Thank you Southak, I may consider Pickford's as well, they sound good.

Any others had experience with other moving companies just to compare? 

D3G


----------



## Felixtoo2 (Jan 16, 2009)

+1 for Pickfords, they sorted out everything including crating up my motorbike and getting it through customs. Great door to door service and their office is on Beach Road though they are called Sirva here.


----------



## BIG ADD (May 4, 2011)

i used fox removals a very impressive service door to door


----------



## Downthreegreens (Aug 15, 2011)

Thanks guys for the above info I will get quote from all those. 

Regards

D3G


----------



## mgr1966 (Feb 17, 2011)

We used a company called Anglo Pacific door to door service, came in and packed on the 11th, items put on the container on the 12th July and they arrived here in Dubai on Tuesday 16th Aug.

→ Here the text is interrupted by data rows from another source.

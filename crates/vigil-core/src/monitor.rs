use crate::config::MonitorConfig;
use crate::error::{Error, Result};
use crate::liveness::{Evaluation, LivenessTable};
use crate::registry::TargetRegistry;
use crate::report::Reporter;
use crate::stats::StatsStore;
use crate::summary::Summary;
use crate::types::{IntervalMetrics, TargetId};
use chrono::{DateTime, FixedOffset, Local};
use crossbeam::channel::{bounded, select, tick, Sender};
use itertools::Itertools;
use std::fmt::Debug;
use std::sync::Arc;
use std::thread;
use std::thread::JoinHandle;
use tracing::{debug, instrument, warn};

/// A source of per-interval probe metrics.
///
/// Implemented by the probing engine.
pub trait Prober: Send + Sync {
    /// Return the metrics gathered for each target since the previous call
    /// and reset the engine's counters.
    fn export_and_clear(&self) -> Vec<(TargetId, IntervalMetrics)>;

    /// Stop probing and release any resources held by the engine.
    fn stop(&self);
}

/// A clock returning the current time.
pub type Clock = fn() -> DateTime<FixedOffset>;

/// The current local time.
#[must_use]
pub fn local_now() -> DateTime<FixedOffset> {
    Local::now().fixed_offset()
}

/// The monitoring state for a run.
///
/// Holds the target registry, the stats store and the liveness records.
/// While running, the `Monitor` is owned by the worker thread; it is handed
/// back by [`MonitorHandle::shutdown`] once that thread has been joined.
pub struct Monitor {
    config: MonitorConfig,
    registry: TargetRegistry,
    stats: StatsStore,
    liveness: LivenessTable,
    clock: Clock,
}

impl Debug for Monitor {
    fn fmt(&self, f: &mut std::fmt::Formatter<'_>) -> std::fmt::Result {
        f.debug_struct("Monitor")
            .field("config", &self.config)
            .field("registry", &self.registry)
            .field("stats", &self.stats)
            .field("liveness", &self.liveness)
            .finish_non_exhaustive()
    }
}

impl Monitor {
    /// Create zeroed stats and liveness records for every registered target.
    #[must_use]
    pub fn new(registry: TargetRegistry, config: MonitorConfig) -> Self {
        let targets = registry.len();
        Self {
            stats: StatsStore::new(targets),
            liveness: LivenessTable::new(targets, config.tolerance),
            registry,
            config,
            clock: local_now,
        }
    }

    /// Use `clock` to timestamp events.
    #[must_use]
    pub fn with_clock(self, clock: Clock) -> Self {
        Self { clock, ..self }
    }

    #[must_use]
    pub const fn config(&self) -> &MonitorConfig {
        &self.config
    }

    #[must_use]
    pub const fn registry(&self) -> &TargetRegistry {
        &self.registry
    }

    #[must_use]
    pub const fn stats(&self) -> &StatsStore {
        &self.stats
    }

    #[must_use]
    pub const fn liveness(&self) -> &LivenessTable {
        &self.liveness
    }

    /// Process one interval snapshot.
    ///
    /// Samples are handled in registration order.  Each sample is folded into
    /// the stats store, evaluated by the liveness state machine and, if an
    /// event results, reported.  Returns the number of events reported.
    #[instrument(skip_all, level = "debug")]
    pub fn tick(
        &mut self,
        snapshot: Vec<(TargetId, IntervalMetrics)>,
        reporter: &mut Reporter,
    ) -> usize {
        let mut emitted = 0;
        for (id, metrics) in snapshot.into_iter().sorted_by_key(|(id, _)| *id) {
            match self.sample(id, metrics, reporter) {
                Ok(true) => emitted += 1,
                Ok(false) => {}
                Err(err) => warn!(%id, %err, "discarding sample"),
            }
        }
        emitted
    }

    fn sample(
        &mut self,
        id: TargetId,
        metrics: IntervalMetrics,
        reporter: &mut Reporter,
    ) -> Result<bool> {
        let name = self.registry.name_of(id).ok_or(Error::UnknownTarget(id))?;
        let evaluation = self.liveness.evaluate(id, metrics)?;
        self.stats.record(id, metrics)?;
        match evaluation {
            Evaluation::Emit(decision) => {
                let lifetime_loss = self.stats.loss_percent(id)?;
                let message = decision.describe(name, lifetime_loss);
                let now = (self.clock)();
                reporter.emit(name, decision.severity(), &message, &now);
                Ok(true)
            }
            Evaluation::Tolerated => {
                debug!(%id, lost = metrics.lost, "tolerated single loss");
                Ok(false)
            }
            Evaluation::Quiet => Ok(false),
        }
    }

    /// Build the end of run summary, if summaries are enabled.
    #[must_use]
    pub fn summary(
        &self,
        start: DateTime<FixedOffset>,
        end: DateTime<FixedOffset>,
    ) -> Option<Summary> {
        self.config.summary.then(|| {
            Summary::compute(
                &self.registry,
                &self.stats,
                self.config.ignore_no_loss,
                start,
                end,
            )
        })
    }

    /// Run the monitor on a new thread.
    ///
    /// Every report interval the worker pulls a snapshot from `prober` and
    /// processes it with [`Monitor::tick`].
    pub fn spawn(self, prober: Arc<dyn Prober>, mut reporter: Reporter) -> Result<MonitorHandle> {
        let (stop_tx, stop_rx) = bounded::<()>(1);
        let interval = self.config.report_interval;
        let worker_prober = Arc::clone(&prober);
        let handle = thread::Builder::new()
            .name(String::from("monitor"))
            .spawn(move || {
                let mut monitor = self;
                let ticker = tick(interval);
                loop {
                    select! {
                        recv(stop_rx) -> _ => break,
                        recv(ticker) -> _ => {
                            let snapshot = worker_prober.export_and_clear();
                            monitor.tick(snapshot, &mut reporter);
                        }
                    }
                }
                debug!("monitor worker stopped");
                (monitor, reporter)
            })?;
        Ok(MonitorHandle {
            stop_tx,
            handle,
            prober,
        })
    }
}

/// A handle to a running [`Monitor`].
pub struct MonitorHandle {
    stop_tx: Sender<()>,
    handle: JoinHandle<(Monitor, Reporter)>,
    prober: Arc<dyn Prober>,
}

impl MonitorHandle {
    /// Stop the worker, then the probing engine.
    ///
    /// A tick already in progress is allowed to complete.  The monitor and
    /// reporter are only returned once the worker thread has been joined and
    /// the prober stopped, so the stats can no longer change.
    pub fn shutdown(self) -> Result<(Monitor, Reporter)> {
        // a send error means the worker has already gone, join reports why
        let _ = self.stop_tx.send(());
        let stopped = self.handle.join().map_err(|_| Error::WorkerPanicked)?;
        self.prober.stop();
        Ok(stopped)
    }
}
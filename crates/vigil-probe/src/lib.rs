//! `ICMP` echo probing for Vigil.
//!
//! The [`IcmpEngine`] periodically sends echo requests to a set of targets
//! and accumulates per-target sent and lost counts which are drained through
//! the [`vigil_core::Prober`] trait.
//!
//! Probing requires raw sockets, which usually means running as root or
//! holding the `CAP_NET_RAW` capability.
#![deny(unsafe_code)]

mod config;
mod engine;
mod error;
mod packet;
mod socket;

pub use config::{defaults, ProbeConfig};
pub use engine::IcmpEngine;
pub use error::{Error, IcmpFamily, Result};
pub use packet::{echo_request, parse_echo_reply, Echo, MAX_PAYLOAD_SIZE};
pub use socket::{EchoSocket, RawSocket};
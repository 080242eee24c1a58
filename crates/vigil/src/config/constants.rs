use crate::config::{LogFormat, LogSpanEvents};

/// The default value for `log-format`.
pub const DEFAULT_LOG_FORMAT: LogFormat = LogFormat::Pretty;

/// The default value for `log-span-events`.
pub const DEFAULT_LOG_SPAN_EVENTS: LogSpanEvents = LogSpanEvents::Off;

/// The default value for `log-filter`.
pub const DEFAULT_LOG_FILTER: &str = "vigil=debug";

We had a 20ft container and it was around £3500 plus insurance


----------



## dubaibound3 (Jun 9, 2011)

did a 20ft container take your furniture etc aswell as we only have 1 bed and a washing machine as large items the rest will be boxes of clothes toys etc just wondering if we would get away with smaller container


----------



## Laowei (Nov 29, 2009)

Another one for pickfords. I have also used fox removals for inside UK move and storage and they were good. Addiotionally have also used Crown removals before for an overseas shipment again good. In my opinion the big companies are pretty much all the same, and quotations will come pretty much in the same ballpark. I would suggest get 3 quotes and then leverage the one you want to drop the price, they will lower their quote to win business. Pickfords came down about 300 pounds.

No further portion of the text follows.